Although an index should provide a fast query, Microsoft SQL Server either does not want to use that index at all or does not want to use it optimally. The cause is not SQL Server or the index but think about the correct data types for your predicates in your queries!
Inhaltsverzeichnis
A large number of applications allow customers to customize applications to meet their requirements. Very often these applicatinos are ERP systems. I would like to use such a case in the following example.
We need a new attribute
This is usually how it starts. A new attribute is added to a table that will be used as a query parameter in the future.

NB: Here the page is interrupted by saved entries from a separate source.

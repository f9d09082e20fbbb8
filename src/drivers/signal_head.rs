//! Three-output signal head.
//!
//! Maps a [`Color`] to the outputs that show it:
//!
//! | Aspect | Red | Green | Blue |
//! |--------|-----|-------|------|
//! | Red    | on  | off   | off  |
//! | Yellow | on  | on    | off  |
//! | Green  | off | on    | off  |
//!
//! The head is shared by every actuator task. It also counts how many
//! aspects are lit at once; more than one means the single-flight protocol
//! was broken somewhere upstream, and is logged as an error.

use core::sync::atomic::{AtomicUsize, Ordering};
use std::sync::{Mutex, PoisonError};

use log::{error, info};

use crate::app::ports::GpioPort;
use crate::command::Color;
use crate::error::HwError;
use crate::pins;

/// Outputs lit for `color`.
pub const fn aspect_pins(color: Color) -> &'static [i32] {
    match color {
        Color::Red => &[pins::RED_GPIO],
        Color::Yellow => &[pins::RED_GPIO, pins::GREEN_GPIO],
        Color::Green => &[pins::GREEN_GPIO],
    }
}

pub struct SignalHead<G: GpioPort> {
    gpio: Mutex<G>,
    active: AtomicUsize,
    peak: AtomicUsize,
    overlaps: AtomicUsize,
}

impl<G: GpioPort> SignalHead<G> {
    pub fn new(gpio: G) -> Self {
        Self {
            gpio: Mutex::new(gpio),
            active: AtomicUsize::new(0),
            peak: AtomicUsize::new(0),
            overlaps: AtomicUsize::new(0),
        }
    }

    /// Configure every output and drive it LOW. Any failure is fatal to
    /// the caller.
    pub fn bring_up(&self) -> Result<(), HwError> {
        let mut gpio = self.gpio.lock().unwrap_or_else(PoisonError::into_inner);
        for pin in pins::OUTPUTS {
            gpio.configure_output(pin).inspect_err(|e| {
                error!("Signal head: GPIO{} bring-up failed: {}", pin, e);
            })?;
        }
        for pin in pins::OUTPUTS {
            gpio.set_level(pin, false);
        }
        info!("Signal head: outputs {:?} ready", pins::OUTPUTS);
        Ok(())
    }

    /// Light `color`.
    pub fn activate(&self, color: Color) {
        let now = self.active.fetch_add(1, Ordering::AcqRel) + 1;
        self.peak.fetch_max(now, Ordering::AcqRel);
        if now > 1 {
            self.overlaps.fetch_add(1, Ordering::Relaxed);
            error!("Signal head: {} lit while {} aspect(s) already on", color.name(), now - 1);
        }

        let mut gpio = self.gpio.lock().unwrap_or_else(PoisonError::into_inner);
        for &pin in aspect_pins(color) {
            gpio.set_level(pin, true);
        }
    }

    /// Turn `color` off again.
    pub fn deactivate(&self, color: Color) {
        {
            let mut gpio = self.gpio.lock().unwrap_or_else(PoisonError::into_inner);
            for &pin in aspect_pins(color) {
                gpio.set_level(pin, false);
            }
        }
        // Saturate: a stray deactivate must not wrap the counter.
        let _ = self
            .active
            .fetch_update(Ordering::AcqRel, Ordering::Acquire, |n| n.checked_sub(1));
    }

    /// Sample an input pin through the same GPIO port.
    pub fn read_input(&self, pin: i32) -> bool {
        self.gpio
            .lock()
            .unwrap_or_else(PoisonError::into_inner)
            .read_level(pin)
    }

    /// Highest number of aspects ever lit at the same time.
    pub fn peak_active(&self) -> usize {
        self.peak.load(Ordering::Acquire)
    }

    /// Number of activations that found another aspect already lit.
    pub fn overlap_count(&self) -> usize {
        self.overlaps.load(Ordering::Relaxed)
    }

    pub fn is_idle(&self) -> bool {
        self.active.load(Ordering::Acquire) == 0
    }
}
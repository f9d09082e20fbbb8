//! Idle-loop watchdog.
//!
//! Once the controller is up, `main` has nothing left to do but sleep.
//! It subscribes to the ESP-IDF task watchdog (TWDT) and feeds it on
//! every pass of that loop, so a wedged coordinator resets the board.
//! The actuator and dispatcher threads are not subscribed: a long hold
//! is legitimate and must not trip the watchdog.
//!
//! Host builds get the same API with nothing behind it.

use log::{info, warn};

/// Reset the device if not fed within this window.
pub const WATCHDOG_TIMEOUT_MS: u32 = 10_000;

pub struct Watchdog {
    armed: bool,
}

impl Default for Watchdog {
    fn default() -> Self {
        Self::new()
    }
}

impl Watchdog {
    /// Arm the TWDT for the calling thread. A failure is logged and leaves
    /// the watchdog disarmed; the lights keep working either way.
    pub fn new() -> Self {
        let armed = twdt::subscribe_current(WATCHDOG_TIMEOUT_MS);
        if armed {
            info!("Idle watchdog armed, {} ms", WATCHDOG_TIMEOUT_MS);
        } else {
            warn!("Idle watchdog not armed");
        }
        Self { armed }
    }

    pub fn is_armed(&self) -> bool {
        self.armed
    }

    /// Call from the idle loop, well inside [`WATCHDOG_TIMEOUT_MS`].
    pub fn feed(&self) {
        if self.armed {
            twdt::reset();
        }
    }
}

#[cfg(target_os = "espidf")]
mod twdt {
    use esp_idf_svc::sys::{
        ESP_OK, esp_task_wdt_add, esp_task_wdt_config_t, esp_task_wdt_reconfigure,
        esp_task_wdt_reset,
    };

    pub fn subscribe_current(timeout_ms: u32) -> bool {
        let cfg = esp_task_wdt_config_t {
            timeout_ms,
            idle_core_mask: 0,
            trigger_panic: true,
        };
        // SAFETY: plain FFI calls; a null handle means the calling task.
        unsafe {
            let ret = esp_task_wdt_reconfigure(&cfg);
            if ret != ESP_OK {
                log::debug!("TWDT reconfigure: {} (already running?)", ret);
            }
            esp_task_wdt_add(core::ptr::null_mut()) == ESP_OK
        }
    }

    pub fn reset() {
        // SAFETY: only reached after a successful subscribe.
        unsafe {
            esp_task_wdt_reset();
        }
    }
}

#[cfg(not(target_os = "espidf"))]
mod twdt {
    pub fn subscribe_current(_timeout_ms: u32) -> bool {
        false
    }

    pub fn reset() {}
}
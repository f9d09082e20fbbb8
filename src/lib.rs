//! Traffic-light controller firmware library.
//!
//! Exposes the controller pipeline for integration testing and host
//! simulation. All ESP-IDF-specific code is guarded by
//! `#[cfg(target_os = "espidf")]` within each module.

#![deny(unused_must_use)]

pub mod adapters;
pub mod app;
pub mod command;
pub mod config;
pub mod diagnostics;
pub mod drivers;
pub mod error;
pub mod pins;
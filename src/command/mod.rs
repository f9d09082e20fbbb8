//! Serial command language.
//!
//! A command line is a whitespace-separated list of tokens, each
//! `<color>[,<duration_ms>]`:
//!
//! ```text
//!   R,1000 Y,500 G,2000
//!   │ │
//!   │ └── optional duration (ms), default 1000
//!   └──── first character, case-insensitive: R / Y / G
//! ```
//!
//! Characters between the color letter and the comma are ignored, so
//! `RED,500` is a red command.

pub mod time;

use crate::error::ParseError;

pub use time::{parse_time, parse_time_opt, time_result_code};

/// Duration applied to a token without a `,ms` suffix.
pub const DEFAULT_DURATION_MS: u32 = 1000;

/// One lamp color. Yellow has no lamp of its own; see
/// [`SignalHead`](crate::drivers::signal_head::SignalHead).
#[derive(Debug, Clone, Copy, PartialEq, Eq, Hash)]
pub enum Color {
    Red,
    Yellow,
    Green,
}

impl Color {
    pub const ALL: [Color; 3] = [Color::Red, Color::Yellow, Color::Green];

    /// Map a command letter to a color, ignoring case.
    pub fn from_char(c: char) -> Option<Self> {
        match c.to_ascii_uppercase() {
            'R' => Some(Self::Red),
            'Y' => Some(Self::Yellow),
            'G' => Some(Self::Green),
            _ => None,
        }
    }

    pub const fn letter(self) -> char {
        match self {
            Self::Red => 'R',
            Self::Yellow => 'Y',
            Self::Green => 'G',
        }
    }

    pub const fn name(self) -> &'static str {
        match self {
            Self::Red => "RED",
            Self::Yellow => "YELLOW",
            Self::Green => "GREEN",
        }
    }

    /// Stable slot index, used to address per-color state arrays.
    pub const fn index(self) -> usize {
        match self {
            Self::Red => 0,
            Self::Yellow => 1,
            Self::Green => 2,
        }
    }
}

/// A parsed `(color, duration)` instruction. Immutable once created.
#[derive(Debug, Clone, Copy, PartialEq, Eq)]
pub struct Command {
    pub color: Color,
    pub duration_ms: u32,
}

impl Command {
    pub const fn new(color: Color, duration_ms: u32) -> Self {
        Self { color, duration_ms }
    }
}

/// Parse a full line. Any bad token rejects the whole line.
///
/// An empty or all-whitespace line yields an empty sequence.
pub fn parse_line(raw: &str) -> Result<Vec<Command>, ParseError> {
    parse_line_with(raw, DEFAULT_DURATION_MS)
}

/// [`parse_line`] with a caller-chosen default duration.
pub fn parse_line_with(raw: &str, default_ms: u32) -> Result<Vec<Command>, ParseError> {
    tokens(raw, default_ms).collect()
}

/// Lazily parse each token of `raw`, left to right.
///
/// Unlike [`parse_line`], errors are reported per token, so a caller can
/// skip a bad token and keep going.
pub fn tokens(
    raw: &str,
    default_ms: u32,
) -> impl Iterator<Item = Result<Command, ParseError>> + '_ {
    raw.split_whitespace()
        .map(move |token| parse_token(token, default_ms))
}

/// Parse a single `<color>[,<ms>]` token.
pub fn parse_token(token: &str, default_ms: u32) -> Result<Command, ParseError> {
    // split_whitespace never yields an empty token; ' ' is just a fallback.
    let first = token.chars().next().unwrap_or(' ');
    let color = Color::from_char(first).ok_or(ParseError::UnknownColor(first))?;

    let duration_ms = match token.split_once(',') {
        Some((_, ms)) => ms.parse::<u32>().map_err(|_| ParseError::BadDuration)?,
        None => default_ms,
    };

    Ok(Command::new(color, duration_ms))
}
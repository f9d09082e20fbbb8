//! Diagnostics channel.
//!
//! Tasks on the timing-critical path format a short record and hand it to
//! [`Diagnostics::report`], which never blocks: when the queue is full the
//! oldest record is evicted. A low-priority [`DiagnosticsSink`] task drains
//! the queue and forwards each record to the status channel, but only while
//! the debug flag is set. Records are always formatted and queued; the
//! flag is checked at emission time.
//!
//! ```text
//!  Actuators ─┐
//!             ├─▶ DiagnosticsQueue ──▶ DiagnosticsSink ──▶ StatusSink
//!  Dispatcher ┘   (evict oldest)       (debug flag gate)
//! ```

use core::fmt::{self, Write as _};
use core::sync::atomic::{AtomicU64, Ordering};
use std::sync::Arc;

use crate::adapters::time::MonotonicClock;
use crate::app::context::SharedContext;
use crate::app::ports::StatusSink;
use crate::app::queue::BoundedQueue;

/// Records buffered between producers and the sink.
pub const DIAGNOSTICS_QUEUE_DEPTH: usize = 16;

/// Longest record text; longer records are truncated.
pub const RECORD_LEN: usize = 128;

/// One status message, stamped when it was reported.
#[derive(Debug, Clone, PartialEq, Eq)]
pub struct DiagnosticRecord {
    pub at_us: u64,
    pub text: heapless::String<RECORD_LEN>,
}

pub type DiagnosticsQueue = BoundedQueue<DiagnosticRecord, DIAGNOSTICS_QUEUE_DEPTH>;

/// Counters shared by the producers and the sink.
#[derive(Debug, Default)]
pub struct DiagnosticsStats {
    emitted: AtomicU64,
    discarded: AtomicU64,
    evicted: AtomicU64,
    max_latency_us: AtomicU64,
}

impl DiagnosticsStats {
    /// Records written to the status channel.
    pub fn emitted(&self) -> u64 {
        self.emitted.load(Ordering::Relaxed)
    }

    /// Records dropped because the debug flag was off.
    pub fn discarded(&self) -> u64 {
        self.discarded.load(Ordering::Relaxed)
    }

    /// Records pushed out of a full queue before the sink saw them.
    pub fn evicted(&self) -> u64 {
        self.evicted.load(Ordering::Relaxed)
    }

    /// Worst observed time between report and emission.
    pub fn max_latency_us(&self) -> u64 {
        self.max_latency_us.load(Ordering::Relaxed)
    }
}

// ── Producer ──────────────────────────────────────────────────

/// Cheap, cloneable producer handle.
#[derive(Clone)]
pub struct Diagnostics {
    queue: Arc<DiagnosticsQueue>,
    stats: Arc<DiagnosticsStats>,
    clock: MonotonicClock,
}

impl Diagnostics {
    pub fn new(
        queue: Arc<DiagnosticsQueue>,
        stats: Arc<DiagnosticsStats>,
        clock: MonotonicClock,
    ) -> Self {
        Self {
            queue,
            stats,
            clock,
        }
    }

    /// Format and enqueue a record. Never blocks.
    pub fn report(&self, args: fmt::Arguments<'_>) {
        let mut text = heapless::String::new();
        // Overflow leaves a truncated record, which is still worth sending.
        let _ = Truncating(&mut text).write_fmt(args);
        let record = DiagnosticRecord {
            at_us: self.clock.uptime_us(),
            text,
        };
        if self.queue.push_evicting(record) {
            self.stats.evicted.fetch_add(1, Ordering::Relaxed);
        }
    }
}

/// Writes as many chars as fit, then reports overflow.
struct Truncating<'a>(&'a mut heapless::String<RECORD_LEN>);

impl fmt::Write for Truncating<'_> {
    fn write_str(&mut self, s: &str) -> fmt::Result {
        for c in s.chars() {
            self.0.push(c).map_err(|()| fmt::Error)?;
        }
        Ok(())
    }
}

// ── Sink task ─────────────────────────────────────────────────

pub struct DiagnosticsSink<O: StatusSink> {
    queue: Arc<DiagnosticsQueue>,
    stats: Arc<DiagnosticsStats>,
    ctx: Arc<SharedContext>,
    output: Arc<O>,
    clock: MonotonicClock,
}

impl<O: StatusSink> DiagnosticsSink<O> {
    pub fn new(
        queue: Arc<DiagnosticsQueue>,
        stats: Arc<DiagnosticsStats>,
        ctx: Arc<SharedContext>,
        output: Arc<O>,
        clock: MonotonicClock,
    ) -> Self {
        Self {
            queue,
            stats,
            ctx,
            output,
            clock,
        }
    }

    /// Drain the queue until shutdown.
    pub fn run(&self) {
        while let Some(record) = self.queue.pop_blocking(&self.ctx.shutdown) {
            self.handle(&record);
        }
        log::debug!("Diagnostics sink stopped");
    }

    /// Emit `record` if the debug flag is set. Returns whether it was emitted.
    pub fn handle(&self, record: &DiagnosticRecord) -> bool {
        if !self.ctx.debug.is_enabled() {
            self.stats.discarded.fetch_add(1, Ordering::Relaxed);
            return false;
        }
        self.output.emit(record.text.as_str());
        self.stats.emitted.fetch_add(1, Ordering::Relaxed);
        self.stats
            .max_latency_us
            .fetch_max(self.clock.elapsed_us(record.at_us), Ordering::Relaxed);
        true
    }
}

I am using the table [dbo].[customers] from my database ERP_Demo that I use in my workshops.
A new attribute called [char_c_custkey] is added that stores the customer number as text.
/*
Create a new attribute which stores the c_custkey as a varchar(10)
*/
IF NOT EXISTS
(
SELECT *
FROM sys.columns AS c
WHERE name = 'char_c_custkey'
AND c.object_id = OBJECT_ID(N'dbo.customers', N'U')
)
ALTER TABLE dbo.customers
ADD [char_c_custkey] VARCHAR(10) NOT NULL
CONSTRAINT df_char_c_custkey DEFAULT ('--');
GO
/* Fill the new column with data */
UPDATE dbo.customers WITH (TABLOCKX)
SET char_c_custkey = CAST(c_custkey AS VARCHAR(10))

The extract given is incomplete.